S.O.S. Mamis: La película (lit. 'S.O.S. Mommies: The Movie') is a 2022 Chilean comedy film directed by Gabriela Sobarzo and written by Mirella Granucci & Aníbal Herrera. Starring Loreto Aravena, Paz Bascuñán, Tamara Acosta, María Elena Swett and Jenny Cavallo. It is based on the web series S.O.S. Mamis from the production companies Tiki Group and Elefantec Global that serves as a spin-off of it. It premiered on March 18, 2022, on Amazon Prime Video.

== Synopsis ==
Through a WhatsApp group, a group of 5 women comment and gossip about things about their lives and that of their children.

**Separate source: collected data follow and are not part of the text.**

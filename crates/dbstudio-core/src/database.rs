//! Seams to live databases

use async_trait::async_trait;
use std::sync::Arc;

use crate::dialect::SqlDialect;
use crate::error::Result;
use crate::types::{PageRequest, PagedResult, RawColumn, Record, TableInfo};

/// Source of raw per-column catalog metadata
#[async_trait]
pub trait CatalogProvider: Send + Sync {
    async fn load_columns(&self) -> Result<Vec<RawColumn>>;
}

/// Row access for a single connection
#[async_trait]
pub trait RowProvider: Send + Sync {
    /// Point lookup by identity equality. `Ok(None)` when no row matches.
    async fn fetch_record(&self, table: &TableInfo, record_id: &str) -> Result<Option<Record>>;

    /// One page of rows ordered by the identity column, with the total row count
    async fn fetch_page(&self, table: &TableInfo, page: PageRequest)
    -> Result<PagedResult<Record>>;
}

/// An opened connection: catalog, rows and the dialect to talk to it
pub trait Database: CatalogProvider + RowProvider {
    fn dialect(&self) -> Arc<dyn SqlDialect>;

    fn as_catalog_provider(&self) -> &dyn CatalogProvider;

    fn as_row_provider(&self) -> &dyn RowProvider;
}

/// Factory for [`Database`] handles, registered by name
#[async_trait]
pub trait DatabaseDriver: Send + Sync {
    /// Unique identifier used in connection records (e.g. "mssql")
    fn name(&self) -> &'static str;

    fn dialect(&self) -> Arc<dyn SqlDialect>;

    async fn open(&self, connection_string: &str) -> Result<Arc<dyn Database>>;
}
use dbstudio_core::{PagedResult, Record};
use serde::{Deserialize, Serialize};

/// Generated scripts for one record tree
#[derive(Debug, Clone, Default, PartialEq, Eq, Serialize, Deserialize)]
#[serde(rename_all = "camelCase")]
pub struct MergeSqlResult {
    /// Statements that reproduce the stored state
    pub original_sql: String,
    /// Statements that apply the edit
    pub new_sql: String,
    /// Line diff of the two, empty when they are equal
    pub diff_sql: String,
}

impl MergeSqlResult {
    pub fn has_changes(&self) -> bool {
        !self.diff_sql.is_empty()
    }
}

/// One page of table rows for browsing
#[derive(Debug, Clone, PartialEq, Serialize, Deserialize)]
#[serde(rename_all = "camelCase")]
pub struct TablePage {
    pub items: Vec<Record>,
    pub total_count: u64,
    pub page: u32,
    pub per_page: u32,
    pub total_pages: u64,
}

impl From<PagedResult<Record>> for TablePage {
    fn from(result: PagedResult<Record>) -> Self {
        Self {
            total_pages: result.total_pages(),
            items: result.items,
            total_count: result.total_count,
            page: result.page,
            per_page: result.per_page,
        }
    }
}

/// A configured connection as listed to clients
#[derive(Debug, Clone, PartialEq, Eq, Serialize, Deserialize)]
#[serde(rename_all = "camelCase")]
pub struct ConnectionSummary {
    pub name: String,
    pub driver: String,
    pub connection_string: String,
    /// Whether the connection's catalog is currently cached
    pub catalog_loaded: bool,
}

Among those talks, the news is given that one of its members has a debt to the school, they all decide to help her, without knowing that the things they will have to do will be absolutely unusual.

== Cast ==
The actors participating in this film are:

- Loreto Aravena as Luna
- Paz Bascuñán as Trini
- Tamara Acosta as Milagros
- María Elena Swett as Julia
- Jenny Cavallo as Clarita
- Ignacia Allamand as María Gracia
- Ricardo Fernández Flores as Chancho
- Marcial Tagle as Andrés
- Igal Furman as Father Anthony
- Cristina Aburto as Director
- Pablo Zúñiga as Hernán
- Lorena Capetillo as Captain
- Edison Díaz as Sublieutenant
- Alondra Venezuela as Greta
- Matteo Sepúlveda Silva as Inti
- Santiago B. Swett as Dante
- Leonor Asensio Bascuñán as Sofía
- Florencia Massardo Cavallo as Blanquita
- Steffi Lutz as Stefanie
- Jaime Bandayrel as James
- Gabriela Sobarzo as Madrina
- Berni Traub as María José
- Carola Krebs as Carla
- Javiera Gallo as Javiera
- Lina Baldessari as Mirella
- Fernando Alé as Raider 1
- Chepo Sepúlveda as Raider 2

== Sequel ==
Following the success of the film, Amazon Prime Video ordered a sequel titled S.O.S. Mamis 2: New Mom on the Block released on August 2, 2023, on the platform.